Albert Einstein (1879-1955) bana göre dünyanın gördüğü, gelmiş geçmiş en büyük bilim adamıdır. Her insan devrine göre büyük olabilir. Galileo, Kopernik, Kepler, Newton günümüzde yaşamış ve Einstein gibi geçmişin birikimini almış olsaydı acaba Einstein’ın düşündüğünü düşebilir miydi? Einstein, “Zekanın gerçek göstergesi hayal gücüdür, bilgi değil,” demiş. Birçok buluş bulunmadan önce hayal edilmiştir. Bu sözü de o yüzden söylemiştir. Geçmişte yaşayan insanların hayal güçleri ne kadardı bunu bilemeyiz ancak bildiğimiz bir şey var ki Albert Einstein 20. yüzyıla kadar hiç kimsenin hayal etmediği şeyleri hayal etti. İşte bu hayal gücüdür ki onu gelmiş geçmiş en büyük bilim adamı yapıyor.

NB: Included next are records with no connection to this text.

//! Pure mapping from input events to reader actions.

use crate::config::EngineConfig;
use crate::settings::{EdgeTapBehavior, ReaderSettings, SwipeGesture};
use crate::types::UiMode;

use super::{Action, InputEvent, NavContext, SwipeDirection};

#[derive(Debug, Clone, Copy, PartialEq, Eq)]
enum Heading {
    Back,
    Forward,
}

/// Resolve an input event to an action. Pure: the caller applies the result.
pub fn dispatch(settings: &ReaderSettings, config: &EngineConfig, ctx: &NavContext, event: &InputEvent) -> Action {
    match event {
        InputEvent::Tap { x, viewport_width } => tap(settings, config, ctx, *x, *viewport_width),
        InputEvent::Swipe(direction) => {
            let gesture = match direction {
                SwipeDirection::Left => settings.swipe_left_gesture,
                SwipeDirection::Right => settings.swipe_right_gesture,
            };
            match gesture {
                SwipeGesture::None => Action::None,
                SwipeGesture::PrevChapter => travel(ctx, Heading::Back),
                SwipeGesture::NextChapter => travel(ctx, Heading::Forward),
            }
        }
        InputEvent::Key { key, modifiers, text_input_focused } => {
            if !settings.keyboard_navigation || modifiers.any() || *text_input_focused || ctx.controls_visible {
                return Action::None;
            }
            match key.as_str() {
                "ArrowLeft" => chapter(ctx, Heading::Back),
                "ArrowRight" => chapter(ctx, Heading::Forward),
                _ => Action::None,
            }
        }
    }
}

fn tap(settings: &ReaderSettings, config: &EngineConfig, ctx: &NavContext, x: f32, width: f32) -> Action {
    if ctx.controls_visible {
        return Action::HideControls;
    }
    let edge = width * config.edge_tap_width_percent / 100.0;
    let (behavior, heading) = if x <= edge {
        (settings.left_edge_tap_behavior, Heading::Back)
    } else if x >= width - edge {
        (settings.right_edge_tap_behavior, Heading::Forward)
    } else {
        return Action::ToggleControls;
    };

    match behavior {
        EdgeTapBehavior::None => Action::None,
        EdgeTapBehavior::ScrollUp => scroll(config, ctx, Heading::Back),
        EdgeTapBehavior::ScrollDown => scroll(config, ctx, Heading::Forward),
        EdgeTapBehavior::Chapter => travel(ctx, heading),
    }
}

/// Continuous: scroll a step unless pinned at that end. Paged: turn a page unless at the boundary.
fn scroll(config: &EngineConfig, ctx: &NavContext, heading: Heading) -> Action {
    match (ctx.mode, heading) {
        (UiMode::Continuous, Heading::Back) if ctx.scroll.at_top => Action::None,
        (UiMode::Continuous, Heading::Forward) if ctx.scroll.at_bottom => Action::None,
        (UiMode::Continuous, Heading::Back) => Action::ScrollBy(-config.scroll_step_ratio * ctx.viewport_height),
        (UiMode::Continuous, Heading::Forward) => Action::ScrollBy(config.scroll_step_ratio * ctx.viewport_height),
        (UiMode::Paged(cursor), Heading::Back) if !cursor.is_first() => Action::PrevPage,
        (UiMode::Paged(cursor), Heading::Forward) if !cursor.is_last() => Action::NextPage,
        (UiMode::Paged(_), _) => Action::None,
    }
}

/// Page turn first in paged mode, chapter navigation once the chapter boundary is reached.
fn travel(ctx: &NavContext, heading: Heading) -> Action {
    if let UiMode::Paged(cursor) = ctx.mode {
        match heading {
            Heading::Back if !cursor.is_first() => return Action::PrevPage,
            Heading::Forward if !cursor.is_last() => return Action::NextPage,
            _ => {}
        }
    }
    chapter(ctx, heading)
}

fn chapter(ctx: &NavContext, heading: Heading) -> Action {
    match heading {
        Heading::Back if ctx.has_prev_chapter => Action::PrevChapter,
        Heading::Forward if ctx.has_next_chapter => Action::NextChapter,
        _ => Action::None,
    }
}

#[cfg(test)]
mod tests {
    use super::*;
    use crate::input::Modifiers;
    use crate::types::{PageCursor, ScrollExtremes};

    fn continuous() -> NavContext {
        NavContext {
            mode: UiMode::Continuous,
            has_prev_chapter: true,
            has_next_chapter: true,
            scroll: ScrollExtremes { at_top: false, at_bottom: false },
            controls_visible: false,
            viewport_height: 1000.0,
        }
    }

    fn paged(index: usize, count: usize) -> NavContext {
        NavContext { mode: UiMode::Paged(PageCursor { index, count }), ..continuous() }
    }

    fn edges(left: EdgeTapBehavior, right: EdgeTapBehavior) -> ReaderSettings {
        ReaderSettings { left_edge_tap_behavior: left, right_edge_tap_behavior: right, ..ReaderSettings::default() }
    }

    fn run(settings: &ReaderSettings, ctx: &NavContext, event: InputEvent) -> Action {
        dispatch(settings, &EngineConfig::default(), ctx, &event)
    }

    #[test]
    fn centre_tap_toggles_and_visible_controls_hide() {
        let settings = ReaderSettings::default();
        assert_eq!(run(&settings, &continuous(), InputEvent::tap(400.0, 800.0)), Action::ToggleControls);
        let ctx = NavContext { controls_visible: true, ..continuous() };
        assert_eq!(run(&settings, &ctx, InputEvent::tap(10.0, 800.0)), Action::HideControls);
    }

    #[test]
    fn edge_scroll_in_continuous_mode() {
        let settings = edges(EdgeTapBehavior::ScrollUp, EdgeTapBehavior::ScrollDown);
        assert_eq!(run(&settings, &continuous(), InputEvent::tap(120.0, 800.0)), Action::ScrollBy(-800.0));
        assert_eq!(run(&settings, &continuous(), InputEvent::tap(680.0, 800.0)), Action::ScrollBy(800.0));

        let pinned = NavContext { scroll: ScrollExtremes { at_top: true, at_bottom: false }, ..continuous() };
        assert_eq!(run(&settings, &pinned, InputEvent::tap(0.0, 800.0)), Action::None);
    }

    #[test]
    fn edge_scroll_turns_pages_in_paged_mode() {
        let settings = edges(EdgeTapBehavior::ScrollUp, EdgeTapBehavior::ScrollDown);
        assert_eq!(run(&settings, &paged(1, 3), InputEvent::tap(0.0, 800.0)), Action::PrevPage);
        assert_eq!(run(&settings, &paged(0, 3), InputEvent::tap(0.0, 800.0)), Action::None);
        assert_eq!(run(&settings, &paged(2, 3), InputEvent::tap(800.0, 800.0)), Action::None);
    }

    #[test]
    fn chapter_edges_turn_pages_before_chapters() {
        let settings = edges(EdgeTapBehavior::Chapter, EdgeTapBehavior::Chapter);
        assert_eq!(run(&settings, &paged(0, 3), InputEvent::tap(800.0, 800.0)), Action::NextPage);
        assert_eq!(run(&settings, &paged(2, 3), InputEvent::tap(800.0, 800.0)), Action::NextChapter);
        assert_eq!(run(&settings, &paged(0, 3), InputEvent::tap(0.0, 800.0)), Action::PrevChapter);
    }

    #[test]
    fn swipes_follow_their_gesture_setting() {
        let settings = ReaderSettings {
            swipe_left_gesture: SwipeGesture::NextChapter,
            swipe_right_gesture: SwipeGesture::PrevChapter,
            ..ReaderSettings::default()
        };
        assert_eq!(run(&settings, &continuous(), InputEvent::Swipe(SwipeDirection::Left)), Action::NextChapter);
        assert_eq!(run(&settings, &paged(1, 2), InputEvent::Swipe(SwipeDirection::Right)), Action::PrevPage);

        let first = NavContext { has_prev_chapter: false, ..continuous() };
        assert_eq!(run(&settings, &first, InputEvent::Swipe(SwipeDirection::Right)), Action::None);
        assert_eq!(run(&ReaderSettings::default(), &continuous(), InputEvent::Swipe(SwipeDirection::Left)), Action::None);
    }

    #[test]
    fn arrow_keys_respect_guards() {
        let settings = ReaderSettings::default();
        assert_eq!(run(&settings, &continuous(), InputEvent::key("ArrowRight")), Action::NextChapter);
        assert_eq!(run(&settings, &continuous(), InputEvent::key("ArrowLeft")), Action::PrevChapter);
        assert_eq!(run(&settings, &continuous(), InputEvent::key("Enter")), Action::None);

        let with_ctrl = InputEvent::Key {
            key: "ArrowRight".into(),
            modifiers: Modifiers { ctrl: true, ..Modifiers::default() },
            text_input_focused: false,
        };
        assert_eq!(run(&settings, &continuous(), with_ctrl), Action::None);

        let typing = InputEvent::Key { key: "ArrowRight".into(), modifiers: Modifiers::default(), text_input_focused: true };
        assert_eq!(run(&settings, &continuous(), typing), Action::None);

        let disabled = ReaderSettings { keyboard_navigation: false, ..ReaderSettings::default() };
        assert_eq!(run(&disabled, &continuous(), InputEvent::key("ArrowRight")), Action::None);
    }
}
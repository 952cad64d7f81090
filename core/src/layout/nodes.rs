//! Splitting a chapter body into the top-level nodes pagination works on.

use kuchiki::NodeRef;
use kuchiki::traits::*;

/// Elements that are never moved as "small" content; they get a page of their own when they
/// do not fit next to existing content.
const LARGE_TAGS: &[&str] = &["img", "figure", "table", "picture", "svg", "video"];

#[derive(Debug, Clone, Copy, PartialEq, Eq)]
pub enum NodeKind {
    Small,
    Large,
}

/// One top-level node of a chapter body, serialized back to markup.
#[derive(Debug, Clone, PartialEq, Eq)]
pub struct ContentNode {
    pub markup: String,
    pub kind: NodeKind,
    /// Lowercase tag name, `None` for text.
    pub tag: Option<String>,
}

impl ContentNode {
    pub fn is_large(&self) -> bool {
        self.kind == NodeKind::Large
    }
}

/// Parse `body` and return its top-level content nodes in document order.
///
/// Comments, doctypes and whitespace-only text between blocks are not content and are skipped.
pub fn parse_nodes(body: &str) -> Vec<ContentNode> {
    if body.trim().is_empty() {
        return Vec::new();
    }
    let document = kuchiki::parse_html().one(body.to_string());
    // The tree builder hoists leading <style>, <link>, <meta>, <script> and <title> into <head>;
    // walking head before body keeps them, in their original order.
    let mut nodes = Vec::new();
    for section in ["head", "body"] {
        let Ok(root) = document.select_first(section) else {
            continue;
        };
        nodes.extend(root.as_node().children().filter_map(|child| content_node(&child)));
    }
    nodes
}

/// Concatenate node markup into one fragment.
pub fn join_markup(nodes: &[ContentNode]) -> String {
    let capacity = nodes.iter().map(|node| node.markup.len()).sum();
    nodes.iter().fold(String::with_capacity(capacity), |mut markup, node| {
        markup.push_str(&node.markup);
        markup
    })
}

fn content_node(node: &NodeRef) -> Option<ContentNode> {
    if let Some(text) = node.as_text() {
        if text.borrow().trim().is_empty() {
            return None;
        }
        return Some(ContentNode { markup: node.to_string(), kind: NodeKind::Small, tag: None });
    }

    let element = node.as_element()?;
    let tag = element.name.local.to_lowercase();
    let kind = if LARGE_TAGS.contains(&tag.as_str()) { NodeKind::Large } else { NodeKind::Small };
    Some(ContentNode { markup: node.to_string(), kind, tag: Some(tag) })
}

#[cfg(test)]
mod tests {
    use super::*;

    #[test]
    fn keeps_order_and_classifies_nodes() {
        let nodes = parse_nodes("<h2>Title</h2>\n<p>One</p>\n<!-- ad -->\n<img src=\"a.png\">loose text<table><tr><td>x</td></tr></table>");
        let tags: Vec<_> = nodes.iter().map(|node| node.tag.as_deref()).collect();
        assert_eq!(tags, vec![Some("h2"), Some("p"), Some("img"), None, Some("table")]);
        assert!(nodes[2].is_large());
        assert!(!nodes[3].is_large());
        assert!(nodes[4].is_large());
        assert_eq!(nodes[1].markup, "<p>One</p>");
    }

    #[test]
    fn leading_head_elements_stay_in_order() {
        let nodes = parse_nodes("<style>p { color: red }</style><link rel=\"stylesheet\" href=\"x.css\"><p>One</p><script>x()</script>");
        let tags: Vec<_> = nodes.iter().map(|node| node.tag.as_deref()).collect();
        assert_eq!(tags, vec![Some("style"), Some("link"), Some("p"), Some("script")]);
        assert_eq!(nodes[0].markup, "<style>p { color: red }</style>");
    }

    #[test]
    fn blank_body_has_no_nodes() {
        assert!(parse_nodes("").is_empty());
        assert!(parse_nodes("  \n\t ").is_empty());
        assert!(parse_nodes("<!-- nothing here -->").is_empty());
    }

    #[test]
    fn joined_markup_reparses_to_the_same_nodes() {
        let nodes = parse_nodes("<p>a &amp; b</p><p><em>c</em></p>");
        let again = parse_nodes(&join_markup(&nodes));
        assert_eq!(nodes, again);
    }
}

Albert Einstein sadece bilim adamı olarak değil, aynı zamanda bir felsefeci olarak da büyüktür. Bilim konularından başka birçok konuda evinizin duvarına çerçeveleyip asacağınız sözler söylemiştir. Kendisinden sonra gelenlere de örnek ve yol gösterici olmuştur.

“Bir şeyi basit olarak anlatamıyorsanız, konuyu tam olarak anlamamışsınız demektir.”

“Arılar yok olduktan dört yıl sonra da insan nesli tükenir.”

“Dünya kötü şeyler yapanlar tarafından değil, onları hiçbir şey yapmadan seyredenler nedeniyle yok olacak.”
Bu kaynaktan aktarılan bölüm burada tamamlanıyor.